→ About this task: All that should come back is the lines of the data below from the one containing "pub fn from_yaml_file(path: &str)" to the one containing "pub use interactive::run_interactive;", inclusive, exactly as they stand.

→ Saved entries:
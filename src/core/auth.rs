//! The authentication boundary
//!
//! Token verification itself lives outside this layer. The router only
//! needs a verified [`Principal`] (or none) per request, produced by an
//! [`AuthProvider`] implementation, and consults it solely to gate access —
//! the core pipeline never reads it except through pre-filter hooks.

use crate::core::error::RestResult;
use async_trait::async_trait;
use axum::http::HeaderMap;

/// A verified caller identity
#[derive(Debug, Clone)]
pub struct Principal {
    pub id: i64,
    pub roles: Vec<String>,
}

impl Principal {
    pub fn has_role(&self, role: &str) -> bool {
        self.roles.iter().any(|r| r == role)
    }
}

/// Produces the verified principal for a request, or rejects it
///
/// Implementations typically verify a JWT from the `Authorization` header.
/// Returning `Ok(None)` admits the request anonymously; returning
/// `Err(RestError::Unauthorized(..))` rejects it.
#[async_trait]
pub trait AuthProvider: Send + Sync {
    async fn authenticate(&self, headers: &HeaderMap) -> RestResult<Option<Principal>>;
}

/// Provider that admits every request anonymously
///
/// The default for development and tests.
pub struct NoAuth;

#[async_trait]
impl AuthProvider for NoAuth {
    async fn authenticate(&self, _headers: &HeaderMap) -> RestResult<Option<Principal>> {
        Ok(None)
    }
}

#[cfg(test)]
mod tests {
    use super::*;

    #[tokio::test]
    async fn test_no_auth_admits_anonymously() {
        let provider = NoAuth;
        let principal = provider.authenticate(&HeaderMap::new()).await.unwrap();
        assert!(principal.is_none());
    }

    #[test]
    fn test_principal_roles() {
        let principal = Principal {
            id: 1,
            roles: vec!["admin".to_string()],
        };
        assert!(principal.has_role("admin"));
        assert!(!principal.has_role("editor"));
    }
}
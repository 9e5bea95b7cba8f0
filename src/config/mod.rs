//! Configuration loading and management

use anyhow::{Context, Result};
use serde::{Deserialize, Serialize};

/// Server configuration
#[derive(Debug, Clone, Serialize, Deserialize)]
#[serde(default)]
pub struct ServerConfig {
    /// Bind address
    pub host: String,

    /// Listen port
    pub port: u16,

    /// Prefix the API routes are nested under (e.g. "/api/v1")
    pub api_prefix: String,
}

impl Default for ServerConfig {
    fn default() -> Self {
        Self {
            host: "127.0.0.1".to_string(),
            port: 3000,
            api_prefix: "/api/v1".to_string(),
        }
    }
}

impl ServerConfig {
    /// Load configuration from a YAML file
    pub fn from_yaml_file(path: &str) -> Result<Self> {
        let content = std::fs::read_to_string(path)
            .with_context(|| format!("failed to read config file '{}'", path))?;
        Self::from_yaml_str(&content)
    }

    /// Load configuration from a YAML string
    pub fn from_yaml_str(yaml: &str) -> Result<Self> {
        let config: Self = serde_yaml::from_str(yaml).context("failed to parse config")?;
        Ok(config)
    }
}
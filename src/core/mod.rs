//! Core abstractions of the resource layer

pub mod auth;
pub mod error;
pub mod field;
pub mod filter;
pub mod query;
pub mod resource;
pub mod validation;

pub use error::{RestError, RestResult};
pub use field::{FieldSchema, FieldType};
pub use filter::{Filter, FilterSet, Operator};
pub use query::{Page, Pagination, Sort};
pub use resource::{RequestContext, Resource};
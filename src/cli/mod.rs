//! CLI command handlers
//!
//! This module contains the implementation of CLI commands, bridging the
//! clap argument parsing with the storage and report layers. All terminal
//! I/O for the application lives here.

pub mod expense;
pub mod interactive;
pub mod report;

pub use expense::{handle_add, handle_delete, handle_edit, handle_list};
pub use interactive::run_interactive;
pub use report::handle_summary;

→ Final answer:
    pub fn from_yaml_file(path: &str) -> Result<Self> {
        let content = std::fs::read_to_string(path)
            .with_context(|| format!("failed to read config file '{}'", path))?;
        Self::from_yaml_str(&content)
    }

    /// Load configuration from a YAML string
    pub fn from_yaml_str(yaml: &str) -> Result<Self> {
        let config: Self = serde_yaml::from_str(yaml).context("failed to parse config")?;
        Ok(config)
    }
}
filename src/core/mod.rs
//! Core abstractions of the resource layer

pub mod auth;
pub mod error;
pub mod field;
pub mod filter;
pub mod query;
pub mod resource;
pub mod validation;

pub use error::{RestError, RestResult};
pub use field::{FieldSchema, FieldType};
pub use filter::{Filter, FilterSet, Operator};
pub use query::{Page, Pagination, Sort};
pub use resource::{RequestContext, Resource};
filename src/cli/mod.rs
//! CLI command handlers
//!
//! This module contains the implementation of CLI commands, bridging the
//! clap argument parsing with the storage and report layers. All terminal
//! I/O for the application lives here.

pub mod expense;
pub mod interactive;
pub mod report;

pub use expense::{handle_add, handle_delete, handle_edit, handle_list};
pub use interactive::run_interactive;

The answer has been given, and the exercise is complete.